## Material for this exercise
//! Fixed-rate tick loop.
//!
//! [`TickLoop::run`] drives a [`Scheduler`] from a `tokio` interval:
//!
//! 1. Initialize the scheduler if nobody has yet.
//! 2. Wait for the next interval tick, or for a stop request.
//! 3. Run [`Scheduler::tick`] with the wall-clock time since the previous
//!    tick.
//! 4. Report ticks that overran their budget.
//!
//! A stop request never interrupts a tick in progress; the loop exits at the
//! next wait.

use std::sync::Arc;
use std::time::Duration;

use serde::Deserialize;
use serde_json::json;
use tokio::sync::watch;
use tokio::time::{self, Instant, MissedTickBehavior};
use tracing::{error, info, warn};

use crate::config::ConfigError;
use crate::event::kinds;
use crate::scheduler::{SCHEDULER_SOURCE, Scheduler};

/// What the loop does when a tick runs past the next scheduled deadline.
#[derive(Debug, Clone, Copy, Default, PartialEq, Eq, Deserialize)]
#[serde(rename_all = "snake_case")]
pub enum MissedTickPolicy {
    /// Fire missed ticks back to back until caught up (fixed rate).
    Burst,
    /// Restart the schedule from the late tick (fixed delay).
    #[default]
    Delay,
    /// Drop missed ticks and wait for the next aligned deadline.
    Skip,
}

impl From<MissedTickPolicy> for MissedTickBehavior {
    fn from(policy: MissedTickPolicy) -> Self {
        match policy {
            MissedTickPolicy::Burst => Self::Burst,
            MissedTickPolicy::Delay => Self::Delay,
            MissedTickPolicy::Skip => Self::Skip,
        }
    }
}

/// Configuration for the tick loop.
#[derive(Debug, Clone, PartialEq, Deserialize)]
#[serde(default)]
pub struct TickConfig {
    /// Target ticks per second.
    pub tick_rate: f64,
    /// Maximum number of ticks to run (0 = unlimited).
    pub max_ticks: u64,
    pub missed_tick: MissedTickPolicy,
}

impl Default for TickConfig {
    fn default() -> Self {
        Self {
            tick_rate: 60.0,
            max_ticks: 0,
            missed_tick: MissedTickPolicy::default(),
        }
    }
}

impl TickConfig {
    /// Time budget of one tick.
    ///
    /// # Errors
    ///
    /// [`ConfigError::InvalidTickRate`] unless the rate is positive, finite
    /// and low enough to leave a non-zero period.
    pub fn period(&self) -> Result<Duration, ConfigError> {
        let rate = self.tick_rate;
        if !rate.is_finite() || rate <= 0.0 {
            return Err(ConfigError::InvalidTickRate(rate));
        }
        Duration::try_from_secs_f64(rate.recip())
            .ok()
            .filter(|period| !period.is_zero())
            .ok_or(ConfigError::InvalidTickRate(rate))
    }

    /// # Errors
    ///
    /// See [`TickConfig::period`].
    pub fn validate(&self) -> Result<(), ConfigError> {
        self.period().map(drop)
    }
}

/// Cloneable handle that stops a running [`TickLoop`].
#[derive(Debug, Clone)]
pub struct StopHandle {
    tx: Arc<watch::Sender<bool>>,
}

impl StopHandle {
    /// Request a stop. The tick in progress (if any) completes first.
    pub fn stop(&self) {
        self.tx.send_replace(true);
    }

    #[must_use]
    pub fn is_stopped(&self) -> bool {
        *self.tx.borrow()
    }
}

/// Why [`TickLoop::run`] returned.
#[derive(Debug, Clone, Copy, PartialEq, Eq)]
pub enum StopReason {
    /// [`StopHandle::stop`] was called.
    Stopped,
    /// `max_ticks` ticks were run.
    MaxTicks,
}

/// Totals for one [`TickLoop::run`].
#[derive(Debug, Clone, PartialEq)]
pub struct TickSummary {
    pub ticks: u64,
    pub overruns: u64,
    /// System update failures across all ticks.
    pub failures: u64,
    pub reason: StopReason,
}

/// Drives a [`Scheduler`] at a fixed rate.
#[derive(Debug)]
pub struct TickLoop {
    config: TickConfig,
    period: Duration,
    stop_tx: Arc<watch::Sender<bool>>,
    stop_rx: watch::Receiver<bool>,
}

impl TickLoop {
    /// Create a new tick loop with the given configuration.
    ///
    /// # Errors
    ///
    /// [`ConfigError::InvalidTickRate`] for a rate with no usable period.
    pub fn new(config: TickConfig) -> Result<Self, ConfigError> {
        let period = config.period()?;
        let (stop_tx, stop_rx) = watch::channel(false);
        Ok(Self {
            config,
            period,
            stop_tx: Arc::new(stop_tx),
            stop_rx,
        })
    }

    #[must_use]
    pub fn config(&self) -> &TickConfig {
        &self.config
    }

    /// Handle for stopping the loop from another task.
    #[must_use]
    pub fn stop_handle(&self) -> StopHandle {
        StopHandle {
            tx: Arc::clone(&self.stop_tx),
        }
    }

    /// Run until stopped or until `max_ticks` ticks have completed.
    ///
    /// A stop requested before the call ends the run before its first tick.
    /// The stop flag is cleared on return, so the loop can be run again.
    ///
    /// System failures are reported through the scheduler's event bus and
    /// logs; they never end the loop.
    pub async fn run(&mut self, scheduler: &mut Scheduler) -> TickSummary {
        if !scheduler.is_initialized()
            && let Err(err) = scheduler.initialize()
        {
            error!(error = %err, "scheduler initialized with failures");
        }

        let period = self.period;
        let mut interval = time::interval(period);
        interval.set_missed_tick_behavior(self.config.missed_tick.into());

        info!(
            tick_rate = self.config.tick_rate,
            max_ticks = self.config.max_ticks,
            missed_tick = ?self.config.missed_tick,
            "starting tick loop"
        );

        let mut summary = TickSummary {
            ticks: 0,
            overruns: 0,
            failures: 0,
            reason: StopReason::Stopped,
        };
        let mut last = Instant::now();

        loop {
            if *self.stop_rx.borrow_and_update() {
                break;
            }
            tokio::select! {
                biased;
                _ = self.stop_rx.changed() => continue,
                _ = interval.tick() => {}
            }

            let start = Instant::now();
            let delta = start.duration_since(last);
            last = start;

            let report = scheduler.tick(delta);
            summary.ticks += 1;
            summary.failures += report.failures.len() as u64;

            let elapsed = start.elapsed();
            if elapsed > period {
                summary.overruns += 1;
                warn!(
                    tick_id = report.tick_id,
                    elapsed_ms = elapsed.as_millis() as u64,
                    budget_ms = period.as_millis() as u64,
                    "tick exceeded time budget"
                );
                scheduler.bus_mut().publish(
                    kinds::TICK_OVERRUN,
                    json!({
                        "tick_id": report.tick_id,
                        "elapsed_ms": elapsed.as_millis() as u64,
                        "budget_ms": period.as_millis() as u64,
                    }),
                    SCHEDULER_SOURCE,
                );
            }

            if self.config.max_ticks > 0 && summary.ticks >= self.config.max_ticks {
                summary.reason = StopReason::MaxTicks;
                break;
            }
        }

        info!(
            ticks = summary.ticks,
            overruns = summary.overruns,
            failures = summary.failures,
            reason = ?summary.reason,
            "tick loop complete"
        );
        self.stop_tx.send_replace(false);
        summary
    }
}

## What the task asks
Only a number is wanted here: how many lines of the records above contain "struct".

## Answer to this exercise
4